Students in grades 6-8 who want an introduction to the world of computer coding can now register for NIU STEAM Works’ first-ever Middle School Coding and Technology Event.
This event, which is open to students in grades 6-8 from DeKalb, Huntley, St. Charles, Sycamore, and Kaneland district schools, plus Cambridge Lakes Charter school, will take place Saturday, September 17, from 9 a.m. – 2 p.m., at Harter Middle School, located at 1601 Esker Drive in Sugar Grove. Registration is required and costs $20. Participation will be capped at 50 students. Students can register at tinyurl.com/pdsCode16.
In the morning, participants will get an overview of computer coding’s many contemporary applications and learn about the collaborative spirit that is required for the success of real-world technology projects.

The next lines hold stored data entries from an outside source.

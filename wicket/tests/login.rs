//! Throttled login through the Wicket façade

use chrono::Duration;
use wicket::{
    JwtConfig, MemoryRepositoryProvider, ThrottleConfig, Wicket, WicketBuilder, WicketError,
};

const EMAIL: &str = "ayu@example.com";
const PASSWORD: &str = "password123";

fn init_tracing() {
    let _ = tracing_subscriber::fmt().with_test_writer().try_init();
}

async fn wicket_with(throttle: ThrottleConfig) -> Wicket<MemoryRepositoryProvider> {
    init_tracing();
    let wicket = WicketBuilder::new()
        .with_memory_storage()
        .with_throttle(throttle)
        .build()
        .await
        .unwrap();
    wicket.create_user("Ayu", EMAIL, PASSWORD).await.unwrap();
    wicket
}

async fn wicket() -> Wicket<MemoryRepositoryProvider> {
    wicket_with(ThrottleConfig::default()).await
}

#[tokio::test]
async fn test_login_returns_identity_and_session() {
    let wicket = wicket().await;

    let verdict = wicket
        .login(
            EMAIL,
            PASSWORD,
            Some("curl/8.0".to_string()),
            Some("10.0.0.1".to_string()),
        )
        .await
        .unwrap();
    assert_eq!(verdict.email, EMAIL);
    assert_eq!(verdict.name, "Ayu");

    let session = wicket.get_session(&verdict.token).await.unwrap();
    assert_eq!(session.user_id, verdict.user_id);
    assert_eq!(session.user_agent.as_deref(), Some("curl/8.0"));
    assert_eq!(session.ip_address.as_deref(), Some("10.0.0.1"));
    assert!(session.expires_at - session.created_at <= Duration::days(7));
}

#[tokio::test]
async fn test_wrong_password_and_unknown_email_look_the_same() {
    let wicket = wicket().await;

    let wrong_password = wicket.login(EMAIL, "not-it", None, None).await.unwrap_err();
    let unknown_email = wicket
        .login("nobody@example.com", PASSWORD, None, None)
        .await
        .unwrap_err();

    assert!(matches!(wrong_password, WicketError::InvalidCredentials));
    assert!(matches!(unknown_email, WicketError::InvalidCredentials));
    assert_eq!(wrong_password.to_string(), unknown_email.to_string());
}

#[tokio::test]
async fn test_fifth_failure_locks_the_email() {
    let wicket = wicket().await;

    for _ in 0..4 {
        let err = wicket.login(EMAIL, "not-it", None, None).await.unwrap_err();
        assert!(matches!(err, WicketError::InvalidCredentials));
    }
    let err = wicket.login(EMAIL, "not-it", None, None).await.unwrap_err();
    assert!(matches!(err, WicketError::LockedOut));
    assert!(wicket.is_locked_out(EMAIL));

    // The right password does not get through a lockout
    let err = wicket.login(EMAIL, PASSWORD, None, None).await.unwrap_err();
    assert!(matches!(err, WicketError::LockedOut));
    assert_eq!(err.to_string(), "Too many failed login attempts");
}

#[tokio::test]
async fn test_unlock_lets_the_user_back_in() {
    let wicket = wicket().await;
    for _ in 0..5 {
        let _ = wicket.login(EMAIL, "not-it", None, None).await;
    }
    assert!(wicket.is_locked_out(EMAIL));

    assert!(wicket.unlock(EMAIL));
    assert!(!wicket.is_locked_out(EMAIL));
    assert!(wicket.failed_attempts(EMAIL).is_none());
    wicket.login(EMAIL, PASSWORD, None, None).await.unwrap();
    assert!(!wicket.unlock(EMAIL));
}

#[tokio::test]
async fn test_success_keeps_failure_count_by_default() {
    let wicket = wicket().await;
    for _ in 0..2 {
        let _ = wicket.login(EMAIL, "not-it", None, None).await;
    }

    wicket.login(EMAIL, PASSWORD, None, None).await.unwrap();
    assert_eq!(wicket.failed_attempts(EMAIL).unwrap().failure_count, 2);
}

#[tokio::test]
async fn test_success_resets_failure_count_when_configured() {
    let wicket = wicket_with(ThrottleConfig::default().with_reset_on_success(true)).await;
    for _ in 0..2 {
        let _ = wicket.login(EMAIL, "not-it", None, None).await;
    }

    wicket.login(EMAIL, PASSWORD, None, None).await.unwrap();
    assert!(wicket.failed_attempts(EMAIL).is_none());
}

#[tokio::test]
async fn test_lockouts_are_per_email() {
    let wicket = wicket_with(ThrottleConfig::default().with_max_failed_attempts(2)).await;
    wicket
        .create_user("Budi", "budi@example.com", PASSWORD)
        .await
        .unwrap();

    for _ in 0..2 {
        let _ = wicket.login(EMAIL, "not-it", None, None).await;
    }
    assert!(wicket.is_locked_out(EMAIL));
    wicket
        .login("budi@example.com", PASSWORD, None, None)
        .await
        .unwrap();
}

#[tokio::test]
async fn test_logout_revokes_opaque_session() {
    let wicket = wicket().await;
    let verdict = wicket.login(EMAIL, PASSWORD, None, None).await.unwrap();

    wicket.delete_session(&verdict.token).await.unwrap();
    let err = wicket.get_session(&verdict.token).await.unwrap_err();
    assert!(matches!(err, WicketError::SessionError(_)));
}

#[tokio::test]
async fn test_login_with_jwt_sessions() {
    init_tracing();
    let wicket = WicketBuilder::new()
        .with_memory_storage()
        .with_jwt_sessions(
            JwtConfig::new_hs256(b"login-test-secret-key-32-bytes!!".to_vec())
                .with_issuer("wicket-tests"),
        )
        .build()
        .await
        .unwrap();
    wicket.create_user("Ayu", EMAIL, PASSWORD).await.unwrap();

    let verdict = wicket.login(EMAIL, PASSWORD, None, None).await.unwrap();
    assert_eq!(verdict.token.as_str().split('.').count(), 3);

    let session = wicket.get_session(&verdict.token).await.unwrap();
    assert_eq!(session.user_id, verdict.user_id);

    let err = wicket
        .get_session(&"not.a.jwt".into())
        .await
        .unwrap_err();
    assert!(matches!(err, WicketError::SessionError(_)));
}
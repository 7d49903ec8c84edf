//! Marketplace product listings
use crate::{
    Error, Product, ProductId,
    error::{StorageError, utilities::FoundExt},
    listing::case_insensitive,
    product::{NewProduct, ProductUpdate},
    repositories::ProductRepository,
    validation::{validate_new_product, validate_product_update},
};
use chrono::Utc;
use std::sync::Arc;

pub struct MarketplaceService<R: ProductRepository> {
    repository: Arc<R>,
}

impl<R: ProductRepository> MarketplaceService<R> {
    pub fn new(repository: Arc<R>) -> Self {
        Self { repository }
    }

    /// All products, optionally filtered by a case-insensitive regex on the name
    pub async fn list_products(&self, search: Option<&str>) -> Result<Vec<Product>, Error> {
        let products = self.repository.list().await?;
        let Some(pattern) = search.filter(|s| !s.is_empty()) else {
            return Ok(products);
        };

        let pattern = case_insensitive(pattern)?;
        Ok(products
            .into_iter()
            .filter(|p| pattern.is_match(&p.name))
            .collect())
    }

    pub async fn get_product(&self, id: &ProductId) -> Result<Option<Product>, Error> {
        self.repository.find_by_id(id).await
    }

    pub async fn product_is_registered(&self, name: &str) -> Result<bool, Error> {
        Ok(self.repository.find_by_name(name).await?.is_some())
    }

    pub async fn create_product(&self, product: NewProduct) -> Result<Product, Error> {
        validate_new_product(&product)?;

        if self.product_is_registered(&product.name).await? {
            return Err(StorageError::Constraint(
                "Product name is already registered".to_string(),
            )
            .into());
        }

        let product = self
            .repository
            .create(product.into_product(ProductId::new_random(), Utc::now()))
            .await?;
        tracing::info!(product_id = %product.id, name = %product.name, "Listed product");
        Ok(product)
    }

    pub async fn update_product(
        &self,
        id: &ProductId,
        update: ProductUpdate,
    ) -> Result<Product, Error> {
        validate_product_update(&update)?;

        let mut product = self
            .repository
            .find_by_id(id)
            .await?
            .or_not_found()?;
        product.apply(update, Utc::now());
        self.repository.update(&product).await
    }

    pub async fn delete_product(&self, id: &ProductId) -> Result<(), Error> {
        self.repository.delete(id).await
    }
}
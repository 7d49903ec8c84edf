use crate::{Error, Session, UserId, session::SessionToken};
use async_trait::async_trait;

#[async_trait]
pub trait SessionRepository: Send + Sync + 'static {
    async fn create(&self, session: Session) -> Result<Session, Error>;

    async fn find_by_token(&self, token: &SessionToken) -> Result<Option<Session>, Error>;

    async fn delete(&self, token: &SessionToken) -> Result<(), Error>;

    async fn delete_by_user_id(&self, user_id: &UserId) -> Result<(), Error>;

    /// Drop every session whose `expires_at` has passed
    async fn cleanup_expired(&self) -> Result<(), Error>;
}
use std::sync::Arc;

use axum::{
    Extension, Json, Router,
    extract::{Path, Query, State},
    http::{StatusCode, header},
    response::IntoResponse,
    routing::{delete, get, post, put},
};
use axum_extra::extract::{
    CookieJar,
    cookie::{Cookie, SameSite},
};
use wicket::{ListQuery, NewProduct, ProductId, ProductUpdate, UserId, Wicket};
use wicket_core::RepositoryProvider;

use crate::{
    error::{ApiError, Result},
    extractors::{AuthSession, AuthUser},
    middleware::{AppState, require_auth},
    types::*,
};

pub fn create_router<R>(wicket: Arc<Wicket<R>>, cookie_config: CookieConfig) -> Router
where
    R: RepositoryProvider + 'static,
{
    let state = AppState { wicket };

    let public_routes = Router::new()
        .route("/health", get(health_handler))
        .route("/authentication/login", post(login_handler));

    let protected_routes = Router::new()
        .route("/authentication/logout", post(logout_handler))
        .merge(user_routes())
        .merge(marketplace_routes())
        .route_layer(axum::middleware::from_fn_with_state(
            state.clone(),
            require_auth::<R>,
        ));

    Router::new()
        .merge(public_routes)
        .merge(protected_routes)
        .with_state(state)
        .layer(Extension(cookie_config))
}

fn user_routes<R>() -> Router<AppState<R>>
where
    R: RepositoryProvider + 'static,
{
    Router::new()
        .route("/users", get(list_users_handler).post(create_user_handler))
        .route(
            "/users/{id}",
            get(get_user_handler)
                .put(update_user_handler)
                .delete(delete_user_handler),
        )
        .route(
            "/users/{id}/change-password",
            post(change_password_handler),
        )
}

fn marketplace_routes<R>() -> Router<AppState<R>>
where
    R: RepositoryProvider + 'static,
{
    Router::new()
        .route("/marketplace", get(list_products_handler))
        .route("/marketplace/product", post(create_product_handler))
        .route("/marketplace/{id}", get(get_product_handler))
        .route(
            "/marketplace/{id}/update-product",
            put(update_product_handler),
        )
        .route(
            "/marketplace/{id}/delete-product",
            delete(delete_product_handler),
        )
}

async fn health_handler<R>(State(state): State<AppState<R>>) -> Result<impl IntoResponse>
where
    R: RepositoryProvider,
{
    state
        .wicket
        .health_check()
        .await
        .map_err(|e| ApiError::InternalError(e.to_string()))?;

    Ok(Json(HealthResponse {
        status: "healthy".to_string(),
        version: env!("CARGO_PKG_VERSION").to_string(),
    }))
}

// ============================================================================
// Authentication
// ============================================================================

async fn login_handler<R>(
    State(state): State<AppState<R>>,
    Extension(cookie_config): Extension<CookieConfig>,
    connection_info: ConnectionInfo,
    Json(payload): Json<LoginRequest>,
) -> Result<impl IntoResponse>
where
    R: RepositoryProvider,
{
    let verdict = state
        .wicket
        .login(
            &payload.email,
            &payload.password,
            connection_info.user_agent,
            connection_info.ip,
        )
        .await?;

    let same_site = match cookie_config.same_site {
        CookieSameSite::Strict => SameSite::Strict,
        CookieSameSite::Lax => SameSite::Lax,
        CookieSameSite::None => SameSite::None,
    };

    let cookie = Cookie::build((cookie_config.name, verdict.token.to_string()))
        .path(cookie_config.path)
        .http_only(cookie_config.http_only)
        .secure(cookie_config.secure)
        .same_site(same_site);

    Ok((
        StatusCode::OK,
        [(header::SET_COOKIE, cookie.to_string())],
        Json(verdict),
    ))
}

async fn logout_handler<R>(
    State(state): State<AppState<R>>,
    Extension(cookie_config): Extension<CookieConfig>,
    AuthSession(session): AuthSession,
    jar: CookieJar,
) -> Result<impl IntoResponse>
where
    R: RepositoryProvider,
{
    state.wicket.delete_session(&session.token).await?;

    let jar = jar.remove(Cookie::build((cookie_config.name, "")).path(cookie_config.path));

    Ok((
        jar,
        Json(MessageResponse {
            message: "Successfully logged out".to_string(),
        }),
    ))
}

// ============================================================================
// Users
// ============================================================================

async fn list_users_handler<R>(
    State(state): State<AppState<R>>,
    Query(query): Query<ListQuery>,
) -> Result<impl IntoResponse>
where
    R: RepositoryProvider,
{
    Ok(Json(state.wicket.paginated_users(&query).await?))
}

async fn get_user_handler<R>(
    State(state): State<AppState<R>>,
    Path(id): Path<String>,
) -> Result<impl IntoResponse>
where
    R: RepositoryProvider,
{
    let user = state
        .wicket
        .get_user(&UserId::new(&id))
        .await?
        .ok_or_else(|| ApiError::NotFound("User not found".to_string()))?;

    Ok(Json(user))
}

async fn create_user_handler<R>(
    State(state): State<AppState<R>>,
    Json(payload): Json<CreateUserRequest>,
) -> Result<impl IntoResponse>
where
    R: RepositoryProvider,
{
    if payload.password != payload.password_confirm {
        return Err(ApiError::BadRequest(
            "Password confirmation mismatched".to_string(),
        ));
    }

    let user = state
        .wicket
        .create_user(&payload.name, &payload.email, &payload.password)
        .await?;

    Ok((StatusCode::CREATED, Json(user)))
}

async fn update_user_handler<R>(
    State(state): State<AppState<R>>,
    Path(id): Path<String>,
    Json(payload): Json<UpdateUserRequest>,
) -> Result<impl IntoResponse>
where
    R: RepositoryProvider,
{
    let user = state
        .wicket
        .update_user(&UserId::new(&id), &payload.name, &payload.email)
        .await?;

    Ok(Json(user))
}

async fn delete_user_handler<R>(
    State(state): State<AppState<R>>,
    Path(id): Path<String>,
) -> Result<impl IntoResponse>
where
    R: RepositoryProvider,
{
    state.wicket.delete_user(&UserId::new(&id)).await?;

    Ok(Json(MessageResponse {
        message: "User deleted".to_string(),
    }))
}

/// Only the signed-in user may change their own password.
async fn change_password_handler<R>(
    State(state): State<AppState<R>>,
    AuthUser(user): AuthUser,
    Path(id): Path<String>,
    Json(payload): Json<ChangePasswordRequest>,
) -> Result<impl IntoResponse>
where
    R: RepositoryProvider,
{
    if user.id.as_str() != id {
        return Err(ApiError::Forbidden);
    }

    state
        .wicket
        .change_password(
            &user.id,
            &payload.password_old,
            &payload.password_new,
            &payload.password_confirm,
        )
        .await?;

    Ok(Json(MessageResponse {
        message: "Password changed successfully".to_string(),
    }))
}

// ============================================================================
// Marketplace
// ============================================================================

async fn list_products_handler<R>(
    State(state): State<AppState<R>>,
    Query(query): Query<ProductSearch>,
) -> Result<impl IntoResponse>
where
    R: RepositoryProvider,
{
    Ok(Json(
        state
            .wicket
            .list_products(query.search.as_deref())
            .await?,
    ))
}

async fn get_product_handler<R>(
    State(state): State<AppState<R>>,
    Path(id): Path<String>,
) -> Result<impl IntoResponse>
where
    R: RepositoryProvider,
{
    let product = state
        .wicket
        .get_product(&ProductId::new(&id))
        .await?
        .ok_or_else(|| ApiError::NotFound("Product not found".to_string()))?;

    Ok(Json(product))
}

async fn create_product_handler<R>(
    State(state): State<AppState<R>>,
    Json(payload): Json<NewProduct>,
) -> Result<impl IntoResponse>
where
    R: RepositoryProvider,
{
    let product = state.wicket.create_product(payload).await?;

    Ok((StatusCode::CREATED, Json(product)))
}

async fn update_product_handler<R>(
    State(state): State<AppState<R>>,
    Path(id): Path<String>,
    Json(payload): Json<ProductUpdate>,
) -> Result<impl IntoResponse>
where
    R: RepositoryProvider,
{
    let product = state
        .wicket
        .update_product(&ProductId::new(&id), payload)
        .await?;

    Ok(Json(product))
}

async fn delete_product_handler<R>(
    State(state): State<AppState<R>>,
    Path(id): Path<String>,
) -> Result<impl IntoResponse>
where
    R: RepositoryProvider,
{
    state.wicket.delete_product(&ProductId::new(&id)).await?;

    Ok(Json(MessageResponse {
        message: "Product deleted".to_string(),
    }))
}
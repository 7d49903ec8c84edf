use crate::{Error, User, UserId, user::NewUser};
use async_trait::async_trait;

#[async_trait]
pub trait UserRepository: Send + Sync + 'static {
    /// Insert a new user. Fails with `AuthError::UserAlreadyExists` when the
    /// email is taken.
    async fn create(&self, user: NewUser) -> Result<User, Error>;

    async fn find_by_id(&self, id: &UserId) -> Result<Option<User>, Error>;

    /// Exact match on the login identifier
    async fn find_by_email(&self, email: &str) -> Result<Option<User>, Error>;

    /// All users, in insertion order
    async fn list(&self) -> Result<Vec<User>, Error>;

    /// Replace a stored user. Fails with `StorageError::NotFound` when the id
    /// is unknown.
    async fn update(&self, user: &User) -> Result<User, Error>;

    async fn delete(&self, id: &UserId) -> Result<(), Error>;
}
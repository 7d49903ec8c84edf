//! Repository traits for the data access layer
//!
//! Each `*Repository` trait covers one data domain, each `*RepositoryProvider`
//! hands out one repository, and [`RepositoryProvider`] bundles them for a
//! storage backend. Services depend on the narrowest trait they need; the
//! adapters in [`adapter`] bridge from a full provider to a single repository.

pub mod account;
pub mod adapter;
pub mod password;
pub mod product;
pub mod session;
pub mod user;

pub use account::{Account, AccountLookup, UserAccountLookup};
pub use adapter::{
    PasswordRepositoryAdapter, ProductRepositoryAdapter, SessionRepositoryAdapter,
    UserRepositoryAdapter,
};
pub use password::PasswordRepository;
pub use product::ProductRepository;
pub use session::SessionRepository;
pub use user::UserRepository;

use async_trait::async_trait;

use crate::Error;

pub trait UserRepositoryProvider: Send + Sync + 'static {
    type UserRepo: UserRepository;

    fn user(&self) -> &Self::UserRepo;
}

pub trait PasswordRepositoryProvider: Send + Sync + 'static {
    type PasswordRepo: PasswordRepository;

    fn password(&self) -> &Self::PasswordRepo;
}

pub trait ProductRepositoryProvider: Send + Sync + 'static {
    type ProductRepo: ProductRepository;

    fn product(&self) -> &Self::ProductRepo;
}

pub trait SessionRepositoryProvider: Send + Sync + 'static {
    type SessionRepo: SessionRepository;

    fn session(&self) -> &Self::SessionRepo;
}

/// Everything a storage backend must provide to run wicket
///
/// ```rust,ignore
/// use wicket_core::repositories::*;
///
/// struct MyStorage { /* ... */ }
///
/// impl UserRepositoryProvider for MyStorage {
///     type UserRepo = MyUserRepository;
///     fn user(&self) -> &Self::UserRepo { &self.users }
/// }
///
/// // ... the other provider traits ...
///
/// #[async_trait]
/// impl RepositoryProvider for MyStorage {
///     async fn health_check(&self) -> Result<(), Error> { Ok(()) }
/// }
/// ```
#[async_trait]
pub trait RepositoryProvider:
    UserRepositoryProvider
    + PasswordRepositoryProvider
    + ProductRepositoryProvider
    + SessionRepositoryProvider
{
    async fn health_check(&self) -> Result<(), Error>;
}
use crate::{Error, Product, ProductId};
use async_trait::async_trait;

#[async_trait]
pub trait ProductRepository: Send + Sync + 'static {
    /// Insert a product. Fails with `StorageError::Constraint` when the name
    /// is already listed.
    async fn create(&self, product: Product) -> Result<Product, Error>;

    async fn find_by_id(&self, id: &ProductId) -> Result<Option<Product>, Error>;

    async fn find_by_name(&self, name: &str) -> Result<Option<Product>, Error>;

    /// All products, in insertion order
    async fn list(&self) -> Result<Vec<Product>, Error>;

    async fn update(&self, product: &Product) -> Result<Product, Error>;

    async fn delete(&self, id: &ProductId) -> Result<(), Error>;
}
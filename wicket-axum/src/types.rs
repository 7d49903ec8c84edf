use serde::{Deserialize, Serialize};

#[derive(Debug, Clone, Serialize, Deserialize)]
pub struct LoginRequest {
    pub email: String,
    pub password: String,
}

#[derive(Debug, Clone, Serialize, Deserialize)]
pub struct CreateUserRequest {
    pub name: String,
    pub email: String,
    pub password: String,
    pub password_confirm: String,
}

#[derive(Debug, Clone, Serialize, Deserialize)]
pub struct UpdateUserRequest {
    pub name: String,
    pub email: String,
}

#[derive(Debug, Clone, Serialize, Deserialize)]
pub struct ChangePasswordRequest {
    pub password_old: String,
    pub password_new: String,
    pub password_confirm: String,
}

/// `GET /marketplace?search=...`
#[derive(Debug, Clone, Default, Serialize, Deserialize)]
pub struct ProductSearch {
    pub search: Option<String>,
}

#[derive(Debug, Clone, Serialize)]
pub struct MessageResponse {
    pub message: String,
}

#[derive(Debug, Clone, Serialize)]
pub struct HealthResponse {
    pub status: String,
    pub version: String,
}

#[derive(Debug, Clone)]
pub struct ConnectionInfo {
    pub ip: Option<String>,
    pub user_agent: Option<String>,
}

/// Session cookie set on login, alongside the token in the response body
#[derive(Debug, Clone)]
pub struct CookieConfig {
    pub name: String,
    pub http_only: bool,
    pub secure: bool,
    pub same_site: CookieSameSite,
    pub path: String,
}

impl Default for CookieConfig {
    fn default() -> Self {
        Self::new("session_id")
    }
}

#[derive(Debug, Clone, Default)]
pub enum CookieSameSite {
    Strict,
    #[default]
    Lax,
    None,
}

impl CookieConfig {
    pub fn new(name: impl Into<String>) -> Self {
        Self {
            name: name.into(),
            http_only: true,
            secure: true,
            same_site: CookieSameSite::Lax,
            path: "/".to_string(),
        }
    }

    /// Cookies that also travel over plain HTTP
    pub fn development() -> Self {
        Self {
            secure: false,
            ..Self::default()
        }
    }
}
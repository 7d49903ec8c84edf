use crate::{
    Error,
    error::{StorageError, ValidationError},
};

/// Extension trait for Option types to simplify required field validation
///
/// # Example
///
/// ```rust
/// use wicket_core::error::utilities::RequiredFieldExt;
///
/// let email: Option<String> = Some("a@x.com".to_string());
/// let email = email.require_field("Email").unwrap();
/// assert_eq!(email, "a@x.com");
/// ```
pub trait RequiredFieldExt<T> {
    /// Convert None to a ValidationError::MissingField
    fn require_field(self, field_name: &str) -> Result<T, ValidationError>;
}

impl<T> RequiredFieldExt<T> for Option<T> {
    fn require_field(self, field_name: &str) -> Result<T, ValidationError> {
        self.ok_or_else(|| ValidationError::MissingField(format!("{field_name} is required")))
    }
}

/// Extension trait turning a missing record into [`StorageError::NotFound`]
pub trait FoundExt<T> {
    fn or_not_found(self) -> Result<T, Error>;
}

impl<T> FoundExt<T> for Option<T> {
    fn or_not_found(self) -> Result<T, Error> {
        self.ok_or(Error::Storage(StorageError::NotFound))
    }
}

Students must bring their own computers, but no coding experience is needed. “This day isn’t about diving into the technology deep end,” says Tracy Rogers-Tryba at NIU STEAM Works. “It’s about showing them how many uses coding has and how coding can be a vehicle for their interests or passions.”
In the afternoon, students will explore the relevance of computer code to the upcoming presidential election. Working in teams, they will brainstorm their own ideas for tech projects that could play a part in the election, whether by informing citizens on a given issue or by encouraging them to register and vote.
“Everyone knows that the election is a big deal,” says Rogers-Tryba. “Showing how code can play a role is a powerful way to get kids excited about technology’s power.”
For middle schoolers who might be interested in coding, this event will be a casual introduction to coding in advance of this year’s Huskie Hack (Nov 5-6), an annual coding event that is attended by hundreds of students of all ages from all over Northern Illinois. “Huskie Hack is a blast,” says Rogers-Tryba. “But younger students might be intimidated by older participants’ experience. This event makes it easy for them to ease into the field at their own pace.”